Data for this exercise:

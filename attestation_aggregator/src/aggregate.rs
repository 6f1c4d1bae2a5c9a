use std::collections::BTreeSet;

use bls::traits::Signature as SignatureTrait;
use ssz::BitList;
use types::phase0::containers::{Attestation, AttestationData};

use crate::error::Error;

/// Running aggregate built from attestations with pairwise disjoint aggregation bits.
pub struct Aggregate<S> {
    pub aggregation_bits: BitList,
    pub signature: S,
    // Positions of the merged attestations in the batch they came from.
    pub members: BTreeSet<usize>,
}

impl<S: SignatureTrait> Aggregate<S> {
    pub fn new(member: usize, attestation: Attestation<S>) -> Self {
        let Attestation {
            aggregation_bits,
            signature,
            ..
        } = attestation;

        Self {
            aggregation_bits,
            signature,
            members: BTreeSet::from([member]),
        }
    }

    pub fn admits(&self, attestation: &Attestation<S>) -> Result<bool, Error> {
        let overlaps = self
            .aggregation_bits
            .overlaps(&attestation.aggregation_bits)?;

        Ok(!overlaps)
    }

    pub fn absorb(&mut self, member: usize, attestation: &Attestation<S>) -> Result<(), Error> {
        if !self.admits(attestation)? {
            return Err(Error::BitsOverlap);
        }

        self.aggregation_bits
            .bitwise_or_assign(&attestation.aggregation_bits)?;

        self.signature.aggregate_in_place(&attestation.signature);
        self.members.insert(member);

        Ok(())
    }

    pub fn into_attestation(self, data: AttestationData) -> Attestation<S> {
        Attestation {
            aggregation_bits: self.aggregation_bits,
            data,
            signature: self.signature,
        }
    }
}

/// Combines two attestations with disjoint aggregation bits into one.
///
/// The caller is responsible for only passing attestations with equal `data`.
/// The result carries the `data` of `first`.
pub fn aggregate_pair<S: SignatureTrait>(
    first: &Attestation<S>,
    second: &Attestation<S>,
) -> Result<Attestation<S>, Error> {
    let mut aggregate = Aggregate::new(0, first.clone());
    aggregate.absorb(1, second)?;
    Ok(aggregate.into_attestation(first.data))
}

#[cfg(test)]
mod tests {
    use hex_literal::hex;
    use ssz::SszRead as _;
    use test_case::test_case;
    use types::phase0::{containers::Checkpoint, primitives::H256};

    use crate::test_utils::{attestation, attestation_from_bits, Signers};

    use super::*;

    fn bits(bytes: &[u8]) -> BitList {
        BitList::from_ssz(bytes).expect("fixture is a valid bit list")
    }

    #[test]
    fn aggregate_pair_of_disjoint_attestations() -> Result<(), Error> {
        let first = attestation(6, &[0, 3]);
        let second = attestation(6, &[1, 2, 4]);

        let aggregate = aggregate_pair(&first, &second)?;

        assert_eq!(
            aggregate.aggregation_bits,
            BitList::from_indices(6, [0, 1, 2, 3, 4]),
        );
        assert_eq!(aggregate.participant_count(), 5);
        assert_eq!(aggregate.signature, Signers([0, 1, 2, 3, 4].into()));

        Ok(())
    }

    #[test_case(&hex!("01"), &hex!("01") => hex!("01").to_vec())]
    #[test_case(&hex!("03"), &hex!("02") => hex!("03").to_vec())]
    #[test_case(&hex!("02"), &hex!("03") => hex!("03").to_vec())]
    #[test_case(&hex!("0901"), &hex!("1601") => hex!("1f01").to_vec())]
    fn aggregate_pair_produces_union(first: &[u8], second: &[u8]) -> Vec<u8> {
        let first = attestation_from_bits(bits(first));
        let second = attestation_from_bits(bits(second));

        aggregate_pair(&first, &second)
            .expect("aggregation bits are disjoint")
            .aggregation_bits
            .into()
    }

    #[test_case(&hex!("1f"), &hex!("11"))]
    #[test_case(&hex!("ff85"), &hex!("138f"))]
    #[test_case(&hex!("0501"), &hex!("0601"))]
    fn aggregate_pair_rejects_overlapping_bits(first: &[u8], second: &[u8]) {
        let first = attestation_from_bits(bits(first));
        let second = attestation_from_bits(bits(second));

        assert_eq!(
            aggregate_pair(&first, &second).map(|_| ()),
            Err(Error::BitsOverlap),
        );
    }

    #[test]
    fn aggregate_pair_rejects_different_lengths() {
        let first = attestation_from_bits(bits(&hex!("0f")));
        let second = attestation_from_bits(bits(&hex!("11")));

        assert_eq!(
            aggregate_pair(&first, &second).map(|_| ()),
            Err(Error::DifferentLengths { left: 3, right: 4 }),
        );
    }

    #[test]
    fn aggregate_pair_checks_lengths_before_overlap() {
        let first = attestation(4, &[0]);
        let second = attestation(5, &[0]);

        assert_eq!(
            aggregate_pair(&first, &second).map(|_| ()),
            Err(Error::DifferentLengths { left: 4, right: 5 }),
        );
    }

    #[test]
    fn aggregate_pair_keeps_data_of_first_attestation() -> Result<(), Error> {
        let data = AttestationData {
            slot: 3,
            index: 1,
            beacon_block_root: H256::repeat_byte(7),
            source: Checkpoint::default(),
            target: Checkpoint {
                epoch: 1,
                root: H256::repeat_byte(9),
            },
        };

        let mut first = attestation(4, &[0]);
        let mut second = attestation(4, &[1]);

        first.data = data;
        second.data = data;

        assert_eq!(aggregate_pair(&first, &second)?.data, data);

        Ok(())
    }

    #[test]
    fn aggregate_tracks_members_and_rejects_overlap() -> Result<(), Error> {
        let mut aggregate = Aggregate::new(0, attestation(8, &[0, 3]));

        aggregate.absorb(2, &attestation(8, &[1, 2]))?;

        assert_eq!(
            aggregate.absorb(5, &attestation(8, &[2, 7])),
            Err(Error::BitsOverlap),
        );

        assert_eq!(aggregate.members, BTreeSet::from([0, 2]));
        assert_eq!(
            aggregate.aggregation_bits,
            BitList::from_indices(8, [0, 1, 2, 3]),
        );
        assert_eq!(aggregate.signature, Signers([0, 1, 2, 3].into()));

        Ok(())
    }
}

Your objective:
Lines before the one containing "3, right: 4" are not wanted; please set down that line and every line after it through the end of the material, exactly.

Output for this exercise:
            Err(Error::DifferentLengths { left: 3, right: 4 }),
        );
    }

    #[test]
    fn aggregate_pair_checks_lengths_before_overlap() {
        let first = attestation(4, &[0]);
        let second = attestation(5, &[0]);

        assert_eq!(
            aggregate_pair(&first, &second).map(|_| ()),
            Err(Error::DifferentLengths { left: 4, right: 5 }),
        );
    }

    #[test]
    fn aggregate_pair_keeps_data_of_first_attestation() -> Result<(), Error> {
        let data = AttestationData {
            slot: 3,
            index: 1,
            beacon_block_root: H256::repeat_byte(7),
            source: Checkpoint::default(),
            target: Checkpoint {
                epoch: 1,
                root: H256::repeat_byte(9),
            },
        };

        let mut first = attestation(4, &[0]);
        let mut second = attestation(4, &[1]);

        first.data = data;
        second.data = data;

        assert_eq!(aggregate_pair(&first, &second)?.data, data);

        Ok(())
    }

    #[test]
    fn aggregate_tracks_members_and_rejects_overlap() -> Result<(), Error> {
        let mut aggregate = Aggregate::new(0, attestation(8, &[0, 3]));

        aggregate.absorb(2, &attestation(8, &[1, 2]))?;

        assert_eq!(
            aggregate.absorb(5, &attestation(8, &[2, 7])),
            Err(Error::BitsOverlap),
        );

        assert_eq!(aggregate.members, BTreeSet::from([0, 2]));
        assert_eq!(
            aggregate.aggregation_bits,
            BitList::from_indices(8, [0, 1, 2, 3]),
        );
        assert_eq!(aggregate.signature, Signers([0, 1, 2, 3].into()));

        Ok(())
    }
}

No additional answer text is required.